DISCOURS DU PAPE JEAN-PAUL II
À L'OCCASION DE LA RENCONTRE ŒCUMÉNIQUE
DANS LA BASILIQUE DE SAINT NICOLAS

Bari
Dimanche 26 février 1984

 

Très chers frères et sœurs !

1. L’Évêque de Rome vient aujourd’hui en pèlerin, ici, à Bari, où repose le corps d’un saint évêque d’Orient ; comme tout pèlerin, il veut écouter et transformer en prière l’appel qui résonne à partir d’un lieu de pèlerinage. Ici, se prolonge mystérieusement un singulier témoignage de sainteté, qui a rempli de lumière le cœur de millions de fidèles d’Orient et d’Occident ; ici la mémoire de la foi fait revivre la présence, que la mort n’a pas effacée, d’un homme qui vécut en Orient entre le IIIe et le IVe siècle, et en qui ce type de génie chrétien particulier, unique, donné par l’Esprit-Saint aux frères d’Orient pour l’édification de l’Église, a trouvé une magnifique expression.

Mais avant toute autre chose, l’évêque de Myre, connu aujourd’hui comme saint Nicolas de Bari, réveille en nous la nostalgie de l’union ; non pas, cependant, la nostalgie d’un passé dont le souvenir, inexorablement, se décolore avec le temps qui passe : mais l’attente d’un avenir qui nous a été promis, et qui est pour nous le devoir et la tâche du présent.

L’unité de l’Église naissante a été engendrée dans le sang de la croix et scellée, au matin de la Pentecôte, dans le feu de l’Esprit.

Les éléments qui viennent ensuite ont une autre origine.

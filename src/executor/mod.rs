//! Validation Executor for validus
//!
//! The engine is the single entry point for running validations. It owns
//! the validator cache and the metrics counters, and guarantees that
//! expected validation failures are always reported as data inside a
//! [`ValidationResult`]; only schema-authoring mistakes surface as `Err`.

pub mod result;

pub use result::{
    ErrorCode, PathSegment, ValidationErrorDetail, ValidationResult, ValidationTiming,
};

use std::sync::{Arc, Mutex, OnceLock};
use std::time::Instant;

use serde::{Deserialize, Serialize};
use serde_json::{json, Map, Value};
use std::collections::BTreeMap;

use crate::cache::{structural_hash, CacheConfig, CacheKey, ValidatorCache};
use crate::compiler::{compile, CompileResult, CompiledValidator};
use crate::field::FieldDefinition;
use crate::observability::{Event, Logger, MetricsSnapshot, ValidationMetrics};
use crate::rules::evaluate_rules;
use crate::schema::{Schema, SchemaKind};

/// Per-call execution options.
///
/// Options participate in the cache key, so validators compiled under
/// different options never collide.
#[derive(Debug, Clone, PartialEq, Eq, Serialize, Deserialize)]
pub struct ValidationOptions {
    /// Fill in declared defaults for absent optional fields
    pub apply_defaults: bool,
    /// Apply sanitization and declared transforms to the output
    pub apply_transforms: bool,
    /// Stop at the first error instead of collecting all of them
    pub fail_fast: bool,
}

impl Default for ValidationOptions {
    fn default() -> Self {
        Self {
            apply_defaults: true,
            apply_transforms: true,
            fail_fast: false,
        }
    }
}

/// Thread-safe validation engine with a shared validator cache.
pub struct ValidationEngine {
    cache: Mutex<ValidatorCache>,
    metrics: ValidationMetrics,
}

impl ValidationEngine {
    /// Engine with default cache tuning.
    pub fn new() -> Self {
        Self::with_config(CacheConfig::default())
    }

    /// Engine with explicit cache tuning, used by tests and embedders.
    pub fn with_config(config: CacheConfig) -> Self {
        Self {
            cache: Mutex::new(ValidatorCache::with_config(config)),
            metrics: ValidationMetrics::new(),
        }
    }

    /// Validates per-invocation input data with default options.
    pub fn validate_input(&self, schema: &Schema, data: &Value) -> CompileResult<ValidationResult> {
        self.validate_namespace(schema, SchemaKind::Input, data, &ValidationOptions::default())
    }

    /// Validates config data with default options. Fields with
    /// `validation` sub-records get those extra checks here.
    pub fn validate_config(
        &self,
        schema: &Schema,
        data: &Value,
    ) -> CompileResult<ValidationResult> {
        self.validate_namespace(schema, SchemaKind::Config, data, &ValidationOptions::default())
    }

    /// Validates one namespace with explicit options.
    pub fn validate_with(
        &self,
        schema: &Schema,
        kind: SchemaKind,
        data: &Value,
        options: &ValidationOptions,
    ) -> CompileResult<ValidationResult> {
        self.validate_namespace(schema, kind, data, options)
    }

    /// Validates input and config together, then evaluates cross-field
    /// rules. Phases run in order and the first failing phase returns
    /// alone, so input failures shadow config failures. Rules run only
    /// when both namespaces pass; on full success the payload is
    /// `{"input": ..., "config": ...}`.
    pub fn validate_tool_schema(
        &self,
        schema: &Schema,
        input: &Value,
        config: &Value,
    ) -> CompileResult<ValidationResult> {
        let options = ValidationOptions::default();
        let started = Instant::now();

        let input_result = self.validate_namespace(schema, SchemaKind::Input, input, &options)?;
        if !input_result.success {
            return Ok(input_result);
        }
        let config_result = self.validate_namespace(schema, SchemaKind::Config, config, &options)?;
        if !config_result.success {
            return Ok(config_result);
        }

        let from_cache = match (&input_result.timing, &config_result.timing) {
            (Some(left), Some(right)) => left.from_cache && right.from_cache,
            _ => false,
        };

        let input_data = input_result.data.unwrap_or_else(|| json!({}));
        let config_data = config_result.data.unwrap_or_else(|| json!({}));
        let rule_errors = evaluate_rules(
            &schema.rules,
            as_object(&input_data),
            as_object(&config_data),
        );

        let timing = ValidationTiming {
            duration_micros: elapsed_micros(started),
            from_cache,
        };
        if rule_errors.is_empty() {
            Ok(ValidationResult::passed(
                json!({"input": input_data, "config": config_data}),
                timing,
            ))
        } else {
            Logger::info(
                Event::ValidationFailed.as_str(),
                &[("phase", "cross_field"), ("errors", &rule_errors.len().to_string())],
            );
            Ok(ValidationResult::failed(rule_errors, timing))
        }
    }

    fn validate_namespace(
        &self,
        schema: &Schema,
        kind: SchemaKind,
        data: &Value,
        options: &ValidationOptions,
    ) -> CompileResult<ValidationResult> {
        let started = Instant::now();

        let fields = schema.fields(kind);
        let key = match cache_key(kind, fields, options) {
            Ok(key) => key,
            Err(error) => {
                let result = self.fault(kind, "schema canonicalization failed", &error);
                return Ok(result);
            }
        };

        let (validator, from_cache) = match self.resolve_validator(&key, kind, fields, options)? {
            Ok(resolved) => resolved,
            Err(result) => return Ok(result),
        };

        let outcome = validator.apply(data);
        let timing = ValidationTiming {
            duration_micros: elapsed_micros(started),
            from_cache,
        };
        let success = outcome.is_ok();
        self.metrics.record(success, from_cache, timing.duration_micros);

        let result = match outcome {
            Ok(output) => {
                Logger::trace(
                    Event::ValidationPassed.as_str(),
                    &[
                        ("duration_micros", &timing.duration_micros.to_string()),
                        ("kind", kind.as_str()),
                    ],
                );
                ValidationResult::passed(output, timing)
            }
            Err(errors) => {
                Logger::info(
                    Event::ValidationFailed.as_str(),
                    &[
                        ("errors", &errors.len().to_string()),
                        ("kind", kind.as_str()),
                    ],
                );
                ValidationResult::failed(errors, timing)
            }
        };
        Ok(result)
    }

    /// Fetches a cached validator or compiles and caches a new one.
    ///
    /// The outer `Err` is a schema-authoring failure; the inner `Err` is
    /// a synthesized fault result (lock poisoning).
    #[allow(clippy::type_complexity)]
    fn resolve_validator(
        &self,
        key: &CacheKey,
        kind: SchemaKind,
        fields: &BTreeMap<String, FieldDefinition>,
        options: &ValidationOptions,
    ) -> CompileResult<Result<(Arc<CompiledValidator>, bool), ValidationResult>> {
        let Ok(mut cache) = self.cache.lock() else {
            return Ok(Err(ValidationResult::system_error(
                "validator cache is unavailable",
            )));
        };
        if let Some(validator) = cache.lookup(key) {
            Logger::trace(Event::CacheHit.as_str(), &[("kind", kind.as_str())]);
            return Ok(Ok((validator, true)));
        }
        let validator = Arc::new(compile(kind, fields, options)?);
        let evicted = cache.insert(key.clone(), Arc::clone(&validator));
        if evicted > 0 {
            Logger::info(
                Event::CacheEvicted.as_str(),
                &[("entries", &evicted.to_string())],
            );
        }
        Logger::trace(
            Event::ValidatorCompiled.as_str(),
            &[
                ("fields", &validator.field_count().to_string()),
                ("kind", kind.as_str()),
            ],
        );
        Ok(Ok((validator, false)))
    }

    fn fault(&self, kind: SchemaKind, message: &str, error: &serde_json::Error) -> ValidationResult {
        Logger::error(
            Event::ValidationFault.as_str(),
            &[("detail", &error.to_string()), ("kind", kind.as_str())],
        );
        ValidationResult::system_error(format!("{message}: {error}"))
    }

    /// Point-in-time counters plus the current cache size.
    pub fn metrics(&self) -> MetricsSnapshot {
        let cache_size = self.cache.lock().map(|cache| cache.len()).unwrap_or(0);
        self.metrics.snapshot(cache_size)
    }

    /// Drops every cached validator and zeroes the counters.
    pub fn reset(&self) {
        if let Ok(mut cache) = self.cache.lock() {
            cache.clear();
        }
        self.metrics.reset();
        Logger::info(Event::EngineReset.as_str(), &[]);
    }
}

impl Default for ValidationEngine {
    fn default() -> Self {
        Self::new()
    }
}

fn cache_key(
    kind: SchemaKind,
    fields: &BTreeMap<String, FieldDefinition>,
    options: &ValidationOptions,
) -> Result<CacheKey, serde_json::Error> {
    Ok(CacheKey {
        kind,
        schema_hash: structural_hash(fields)?,
        options_hash: structural_hash(options)?,
    })
}

fn elapsed_micros(started: Instant) -> u64 {
    u64::try_from(started.elapsed().as_micros()).unwrap_or(u64::MAX)
}

/// Validated outputs are always objects; the empty map covers results
/// synthesized without data.
fn as_object(value: &Value) -> &Map<String, Value> {
    static EMPTY: OnceLock<Map<String, Value>> = OnceLock::new();
    value
        .as_object()
        .unwrap_or_else(|| EMPTY.get_or_init(Map::new))
}
//! Field definition types
//!
//! A `FieldDefinition` is the immutable, declarative description of one
//! input or configuration value: its type tag, type-specific constraints,
//! and common attributes. Definitions are assembled by the builders in
//! `field::builder` and never change after `build()`.
//!
//! Definitions carry declarations only. Checking happens in the compiler;
//! malformed declarations (empty enum set, bad pattern) are detected at
//! compile time, not here.

use std::collections::BTreeMap;

use serde::{Deserialize, Serialize};
use serde_json::Value;

/// Output transforms applied to string values after validation succeeds.
///
/// Transforms never participate in validation itself; checks always run
/// against the raw input.
#[derive(Debug, Clone, Copy, PartialEq, Eq, Serialize, Deserialize)]
#[serde(rename_all = "lowercase")]
pub enum Transform {
    /// Strip leading and trailing whitespace
    Trim,
    /// Lowercase the entire value
    Lowercase,
    /// Uppercase the entire value
    Uppercase,
    /// Trim and collapse interior whitespace runs to single spaces
    Normalize,
}

/// Structural formats for string fields.
///
/// Each format is a fixed structural check; none of them perform I/O or
/// resolve anything.
#[derive(Debug, Clone, Copy, PartialEq, Eq, Serialize, Deserialize)]
#[serde(rename_all = "kebab-case")]
pub enum StringFormat {
    Email,
    Url,
    Uuid,
    Ipv4,
    Ipv6,
    Base64,
    Jwt,
    Slug,
    HexColor,
    Semver,
}

impl StringFormat {
    /// Returns the format name used in error messages and doc fragments.
    pub fn name(&self) -> &'static str {
        match self {
            StringFormat::Email => "email",
            StringFormat::Url => "url",
            StringFormat::Uuid => "uuid",
            StringFormat::Ipv4 => "ipv4",
            StringFormat::Ipv6 => "ipv6",
            StringFormat::Base64 => "base64",
            StringFormat::Jwt => "jwt",
            StringFormat::Slug => "slug",
            StringFormat::HexColor => "hex-color",
            StringFormat::Semver => "semver",
        }
    }
}

/// Config-only validation sub-record.
///
/// Layered on top of the base type rules when a field is compiled in the
/// config namespace. `error_message` overrides the generated message for
/// any failure produced by this record.
#[derive(Debug, Clone, Default, PartialEq, Serialize, Deserialize)]
pub struct ConfigValidation {
    /// Minimum numeric value
    #[serde(default, skip_serializing_if = "Option::is_none")]
    pub min: Option<f64>,
    /// Maximum numeric value
    #[serde(default, skip_serializing_if = "Option::is_none")]
    pub max: Option<f64>,
    /// Regex pattern the value must match
    #[serde(default, skip_serializing_if = "Option::is_none")]
    pub pattern: Option<String>,
    /// Closed set of allowed values
    #[serde(default, rename = "enum", skip_serializing_if = "Option::is_none")]
    pub allowed_values: Option<Vec<String>>,
    /// Allowed URL protocols (for url-typed config fields)
    #[serde(default, skip_serializing_if = "Option::is_none")]
    pub allowed_protocols: Option<Vec<String>>,
    /// Message used instead of the generated one on failure
    #[serde(default, skip_serializing_if = "Option::is_none")]
    pub error_message: Option<String>,
}

/// Field type tag plus type-specific constraints.
///
/// Recursive variants (`Array`, `Object`) box/contain full definitions so
/// constraints nest arbitrarily deep.
#[derive(Debug, Clone, PartialEq, Serialize, Deserialize)]
#[serde(tag = "type", rename_all = "camelCase")]
pub enum FieldType {
    /// UTF-8 string with optional length/pattern/format constraints
    String {
        #[serde(default, skip_serializing_if = "Option::is_none")]
        min_length: Option<usize>,
        #[serde(default, skip_serializing_if = "Option::is_none")]
        max_length: Option<usize>,
        #[serde(default, skip_serializing_if = "Option::is_none")]
        pattern: Option<String>,
        #[serde(default, skip_serializing_if = "Option::is_none")]
        format: Option<StringFormat>,
    },
    /// Numeric value with optional bounds
    Number {
        #[serde(default, skip_serializing_if = "Option::is_none")]
        min: Option<f64>,
        #[serde(default, skip_serializing_if = "Option::is_none")]
        max: Option<f64>,
        /// Whether the value must be an integer
        #[serde(default)]
        integer: bool,
        /// Declared decimal precision. Advisory only: surfaced in doc
        /// fragments, not enforced by the compiler.
        #[serde(default, skip_serializing_if = "Option::is_none")]
        precision: Option<u32>,
    },
    /// Boolean
    Boolean,
    /// Closed set of string values. The value set must be non-empty; an
    /// empty set is a schema-authoring error reported at compile time.
    Enum {
        values: Vec<String>,
        #[serde(default, skip_serializing_if = "Option::is_none")]
        labels: Option<Vec<String>>,
    },
    /// Homogeneous array; the element definition is validated per index
    Array {
        items: Box<FieldDefinition>,
        #[serde(default, skip_serializing_if = "Option::is_none")]
        min_items: Option<usize>,
        #[serde(default, skip_serializing_if = "Option::is_none")]
        max_items: Option<usize>,
        #[serde(default)]
        unique_items: bool,
    },
    /// Nested object with named properties
    Object {
        properties: BTreeMap<String, FieldDefinition>,
        /// Property names required regardless of their own `required` flag
        #[serde(default, skip_serializing_if = "Vec::is_empty")]
        required_properties: Vec<String>,
        /// Whether undeclared keys are tolerated
        #[serde(default)]
        additional_properties: bool,
    },
    /// Calendar date (`YYYY-MM-DD`), inclusive bounds
    Date {
        #[serde(default, skip_serializing_if = "Option::is_none")]
        min_date: Option<String>,
        #[serde(default, skip_serializing_if = "Option::is_none")]
        max_date: Option<String>,
    },
    /// RFC 3339 date-time, inclusive bounds
    #[serde(rename = "datetime")]
    DateTime {
        #[serde(default, skip_serializing_if = "Option::is_none")]
        min_date: Option<String>,
        #[serde(default, skip_serializing_if = "Option::is_none")]
        max_date: Option<String>,
        #[serde(default, skip_serializing_if = "Option::is_none")]
        timezone: Option<String>,
    },
    /// Time of day (`HH:MM` or `HH:MM:SS`)
    Time,
    /// File descriptor object: `{ name, size, type }`
    File {
        #[serde(default, skip_serializing_if = "Option::is_none")]
        allowed_mime_types: Option<Vec<String>>,
        #[serde(default, skip_serializing_if = "Option::is_none")]
        max_file_size: Option<u64>,
    },
    /// Syntactically valid JSON (string form or already-structured)
    Json,
    /// Non-empty opaque credential
    ApiKey,
    /// Non-empty opaque secret
    Secret,
    /// Parseable URL with an optional protocol allowlist
    Url {
        #[serde(default, skip_serializing_if = "Option::is_none")]
        allowed_protocols: Option<Vec<String>>,
    },
}

impl FieldType {
    /// Returns the type name for error messages and doc fragments.
    pub fn type_name(&self) -> &'static str {
        match self {
            FieldType::String { .. } => "string",
            FieldType::Number { .. } => "number",
            FieldType::Boolean => "boolean",
            FieldType::Enum { .. } => "enum",
            FieldType::Array { .. } => "array",
            FieldType::Object { .. } => "object",
            FieldType::Date { .. } => "date",
            FieldType::DateTime { .. } => "datetime",
            FieldType::Time => "time",
            FieldType::File { .. } => "file",
            FieldType::Json => "json",
            FieldType::ApiKey => "apiKey",
            FieldType::Secret => "secret",
            FieldType::Url { .. } => "url",
        }
    }
}

/// Immutable description of one field.
///
/// Produced by the builders in `field::builder` and read-only thereafter.
/// The config-only attributes (`env_var`, `category`, `secret`,
/// `validation`) are meaningful only for fields placed in the config
/// namespace; they are inert for input fields.
#[derive(Debug, Clone, PartialEq, Serialize, Deserialize)]
pub struct FieldDefinition {
    /// Type tag and type-specific constraints
    #[serde(flatten)]
    pub field_type: FieldType,
    /// Whether the field must be present. A declared default always
    /// implies `required = false`.
    pub required: bool,
    /// Substituted into the output when the field is absent
    #[serde(default, skip_serializing_if = "Option::is_none")]
    pub default: Option<Value>,
    /// Explicit example for documentation and example synthesis
    #[serde(default, skip_serializing_if = "Option::is_none")]
    pub example: Option<Value>,
    /// Human-readable description
    #[serde(default, skip_serializing_if = "Option::is_none")]
    pub description: Option<String>,
    /// Whether offending values are redacted from error details
    #[serde(default)]
    pub sensitive: bool,
    /// Whether control characters are stripped from the output
    #[serde(default)]
    pub sanitize: bool,
    /// Output transform applied after all checks succeed
    #[serde(default, skip_serializing_if = "Option::is_none")]
    pub transform: Option<Transform>,
    /// Environment variable backing this config field
    #[serde(default, skip_serializing_if = "Option::is_none")]
    pub env_var: Option<String>,
    /// Grouping category for config documentation
    #[serde(default, skip_serializing_if = "Option::is_none")]
    pub category: Option<String>,
    /// Whether this config field holds secret material
    #[serde(default)]
    pub secret: bool,
    /// Config-only validation sub-record
    #[serde(default, skip_serializing_if = "Option::is_none")]
    pub validation: Option<ConfigValidation>,
}

impl FieldDefinition {
    /// Creates a bare definition of the given type with every common
    /// attribute at its resting value (optional, no default, no transform).
    pub fn new(field_type: FieldType) -> Self {
        Self {
            field_type,
            required: false,
            default: None,
            example: None,
            description: None,
            sensitive: false,
            sanitize: false,
            transform: None,
            env_var: None,
            category: None,
            secret: false,
            validation: None,
        }
    }

    /// Returns the type name for error messages and doc fragments.
    pub fn type_name(&self) -> &'static str {
        self.field_type.type_name()
    }
}

#[cfg(test)]
mod tests {
    use super::*;
    use serde_json::json;

    #[test]
    fn test_type_names() {
        assert_eq!(FieldType::Boolean.type_name(), "boolean");
        assert_eq!(FieldType::Json.type_name(), "json");
        assert_eq!(FieldType::ApiKey.type_name(), "apiKey");
        assert_eq!(
            FieldType::Enum {
                values: vec!["a".into()],
                labels: None
            }
            .type_name(),
            "enum"
        );
    }

    #[test]
    fn test_definition_serializes_with_type_tag() {
        let def = FieldDefinition::new(FieldType::String {
            min_length: Some(1),
            max_length: None,
            pattern: None,
            format: Some(StringFormat::Email),
        });
        let value = serde_json::to_value(&def).unwrap();
        assert_eq!(value["type"], json!("string"));
        assert_eq!(value["format"], json!("email"));
        assert_eq!(value["required"], json!(false));
    }

    #[test]
    fn test_definition_round_trips() {
        let mut def = FieldDefinition::new(FieldType::Number {
            min: Some(1.0),
            max: Some(10.0),
            integer: true,
            precision: None,
        });
        def.required = true;
        let encoded = serde_json::to_string(&def).unwrap();
        let decoded: FieldDefinition = serde_json::from_str(&encoded).unwrap();
        assert_eq!(decoded, def);
    }

    #[test]
    fn test_format_names() {
        assert_eq!(StringFormat::HexColor.name(), "hex-color");
        assert_eq!(StringFormat::Semver.name(), "semver");
    }
}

L’Église est appelée à se réaliser dans le temps, en obéissance à l’Esprit de son Seigneur, qui l’éclaire et la soutient : l’Église, elle aussi, est soumise à la dramatique tension de la croissance, à la dure loi du développement.

Dans le Cénacle de Jérusalem, l’Église a reçu la forme parfaite, bien qu’embryonnaire, de son unité, et la tâche de la vivre dans l’épreuve de l’histoire, jusqu’à sa mesure accomplie (cf. Ep 4, 16).

2. L’Évêque de Rome vient en pèlerin au tombeau du saint évêque de Myre, et rend hommage en lui à l’Église d’Orient.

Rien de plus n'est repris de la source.